New mortgage rules went into effect last October, pushing closing timelines from 46 days in October to 48 days in November and December, and then to 50 days in January. But lenders and real estate professionals have had time to adjust to the new rules, and closing times are speeding up again.
The average time to close on a loan for a home purchase fell to 45 days in March, while closing times for refinancings dropped to 41 days. Times to close on FHA loans also fell to 44 days in March, while VA loans averaged 48 days to close.

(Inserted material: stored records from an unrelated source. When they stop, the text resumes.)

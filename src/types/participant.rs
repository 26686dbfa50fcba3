//! League participants and their leaderboard snapshots.
//!
//! A [`ParticipantRecord`] is owned by the caller, normally behind an
//! `Rc`, and shared with the [`Leaderboard`](crate::leaderboard::Leaderboard)
//! through a weak handle. The username is fixed at construction because it
//! is the leaderboard key; score and budget live in `Cell`s so the
//! leaderboard can apply points without a mutable borrow of caller data.

use std::cell::Cell;

use rust_decimal::Decimal;

/// The group and members a participant picked.
#[derive(Debug, Clone, PartialEq, Eq, Default)]
pub struct TeamRef {
    /// Constructor / group name
    pub group: String,

    /// Competitor codes in the team
    pub members: Vec<String>,
}

impl TeamRef {
    pub fn new(group: impl Into<String>, members: Vec<String>) -> Self {
        Self {
            group: group.into(),
            members,
        }
    }
}

/// A league participant with an aggregate score.
///
/// ## Example
///
/// ```
/// use fantasy_ranking::types::{ParticipantRecord, TeamRef};
/// use rust_decimal::Decimal;
///
/// let alice = ParticipantRecord::new("alice", Decimal::from(100), TeamRef::default());
/// alice.add_score(25);
/// assert_eq!(alice.score(), 25);
/// ```
#[derive(Debug, Clone, PartialEq)]
pub struct ParticipantRecord {
    username: String,
    score: Cell<i64>,
    budget: Cell<Decimal>,
    team: TeamRef,
}

impl ParticipantRecord {
    /// Create a participant with a zero score
    pub fn new(username: impl Into<String>, budget: Decimal, team: TeamRef) -> Self {
        Self::with_score(username, 0, budget, team)
    }

    /// Create a participant with an existing score (e.g. loaded from a table)
    pub fn with_score(
        username: impl Into<String>,
        score: i64,
        budget: Decimal,
        team: TeamRef,
    ) -> Self {
        Self {
            username: username.into(),
            score: Cell::new(score),
            budget: Cell::new(budget),
            team,
        }
    }

    #[inline]
    pub fn username(&self) -> &str {
        &self.username
    }

    #[inline]
    pub fn score(&self) -> i64 {
        self.score.get()
    }

    #[inline]
    pub fn budget(&self) -> Decimal {
        self.budget.get()
    }

    #[inline]
    pub fn team(&self) -> &TeamRef {
        &self.team
    }

    /// Add points, returning the new score
    pub fn add_score(&self, delta: i64) -> i64 {
        let score = self.score.get().saturating_add(delta);
        self.score.set(score);
        score
    }

    pub fn set_score(&self, score: i64) {
        self.score.set(score);
    }

    pub fn set_budget(&self, budget: Decimal) {
        self.budget.set(budget);
    }
}

/// One row of the rebuilt leaderboard.
///
/// Entries are snapshots: they are recomputed on every rebuild and never
/// updated in place.
#[derive(Debug, Clone, PartialEq, Eq)]
pub struct LeaderboardEntry {
    pub username: String,
    pub score: i64,
    pub budget: Decimal,

    /// 1-based position in the current ranking
    pub rank: usize,
}

impl LeaderboardEntry {
    /// Snapshot a participant; the rank is assigned later by the rebuild
    pub fn snapshot(participant: &ParticipantRecord) -> Self {
        Self {
            username: participant.username().to_string(),
            score: participant.score(),
            budget: participant.budget(),
            rank: 0,
        }
    }
}

/// Per-participant statistics view.
#[derive(Debug, Clone, PartialEq, Eq)]
pub struct ParticipantStats {
    pub username: String,
    pub rank: usize,

    /// Number of participants on the leaderboard
    pub total: usize,
    pub score: i64,
    pub budget: Decimal,

    /// Group and competitor codes the participant picked
    pub team: TeamRef,

    /// Score strictly above the truncated league average
    pub above_average: bool,
}
//! Decimal price and budget helpers.
//!
//! ## Overview
//!
//! Competitor prices and participant budgets are expressed in millions
//! (`"18.5M"` in the league's tables). They are stored as
//! [`rust_decimal::Decimal`] so that sorting and exporting never suffer
//! binary floating-point drift: `0.1 + 0.2` is exactly `0.3`.
//!
//! ## Examples
//!
//! ```
//! use fantasy_ranking::types::money::{parse_amount, format_amount, format_millions};
//!
//! let price = parse_amount("18.50M").unwrap();
//! assert_eq!(format_amount(price), "18.5");
//! assert_eq!(format_millions(price), "18.5M");
//! ```

use std::str::FromStr;

use rust_decimal::Decimal;

/// Suffix used when rendering amounts for display
pub const MILLIONS_SUFFIX: char = 'M';

// ============================================================================
// Conversion Functions
// ============================================================================

/// Parse an amount such as `"18.5"`, `" 18.5M "` or `"100m"`.
///
/// Negative amounts are accepted as-is; validating them is the caller's job.
///
/// # Returns
///
/// * `Some(Decimal)` - The parsed amount
/// * `None` - If the text is not a decimal number
///
/// # Example
///
/// ```
/// use fantasy_ranking::types::money::parse_amount;
/// use rust_decimal::Decimal;
///
/// assert_eq!(parse_amount("100M"), Some(Decimal::from(100)));
/// assert_eq!(parse_amount("abc"), None);
/// ```
pub fn parse_amount(s: &str) -> Option<Decimal> {
    let trimmed = s.trim();
    let digits = trimmed
        .strip_suffix(MILLIONS_SUFFIX)
        .or_else(|| trimmed.strip_suffix('m'))
        .unwrap_or(trimmed);
    Decimal::from_str(digits.trim_end()).ok()
}

/// Render an amount without trailing zeros (`18.50` -> `"18.5"`).
pub fn format_amount(value: Decimal) -> String {
    value.normalize().to_string()
}

/// Render an amount with the millions suffix (`18.5` -> `"18.5M"`).
pub fn format_millions(value: Decimal) -> String {
    format!("{}{}", format_amount(value), MILLIONS_SUFFIX)
}

#[cfg(test)]
mod tests {
    use super::*;

    fn dec(s: &str) -> Decimal {
        Decimal::from_str(s).unwrap()
    }

    #[test]
    fn test_parse_amount_plain() {
        assert_eq!(parse_amount("18.5"), Some(dec("18.5")));
        assert_eq!(parse_amount("0"), Some(Decimal::ZERO));
        assert_eq!(parse_amount("  7.25  "), Some(dec("7.25")));
    }

    #[test]
    fn test_parse_amount_suffix() {
        assert_eq!(parse_amount("18.5M"), Some(dec("18.5")));
        assert_eq!(parse_amount("100m"), Some(dec("100")));
        assert_eq!(parse_amount("4.0 M"), Some(dec("4.0")));
    }

    #[test]
    fn test_parse_amount_invalid() {
        assert_eq!(parse_amount(""), None);
        assert_eq!(parse_amount("M"), None);
        assert_eq!(parse_amount("twelve"), None);
    }

    #[test]
    fn test_parse_amount_negative_is_accepted() {
        assert_eq!(parse_amount("-3.5"), Some(dec("-3.5")));
    }

    #[test]
    fn test_format_amount_trims_zeros() {
        assert_eq!(format_amount(dec("18.50")), "18.5");
        assert_eq!(format_amount(dec("100.000")), "100");
        assert_eq!(format_amount(dec("0.05")), "0.05");
    }

    #[test]
    fn test_format_millions() {
        assert_eq!(format_millions(dec("30.0")), "30M");
        assert_eq!(format_millions(dec("7.25")), "7.25M");
    }

    #[test]
    fn test_exact_addition() {
        // The whole point of Decimal over f32 budgets
        assert_eq!(dec("0.1") + dec("0.2"), dec("0.3"));
    }
}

What’s more, Ellie Mae’s report shows that the average closing rates for all loans continued to rise to the highest level since tracking began in 2011. Closing rates for all loans rose to 70.6 percent in March (closing rates on purchase loans was slightly over 75 percent). Ellie Mae calculates the closing rate on a 90-day cycle, since most loan applications require one-and-a-half to two months from application to close.
Sixty-seven percent of all closed loans had FICO scores above 700. The average credit score was 722. Only 12 percent of the closed loans had scores below 650, according to Ellie Mae’s report. The average loan-to-value ratio was 80 percent, and the average debt-to-income ratio remained constant at 25/38.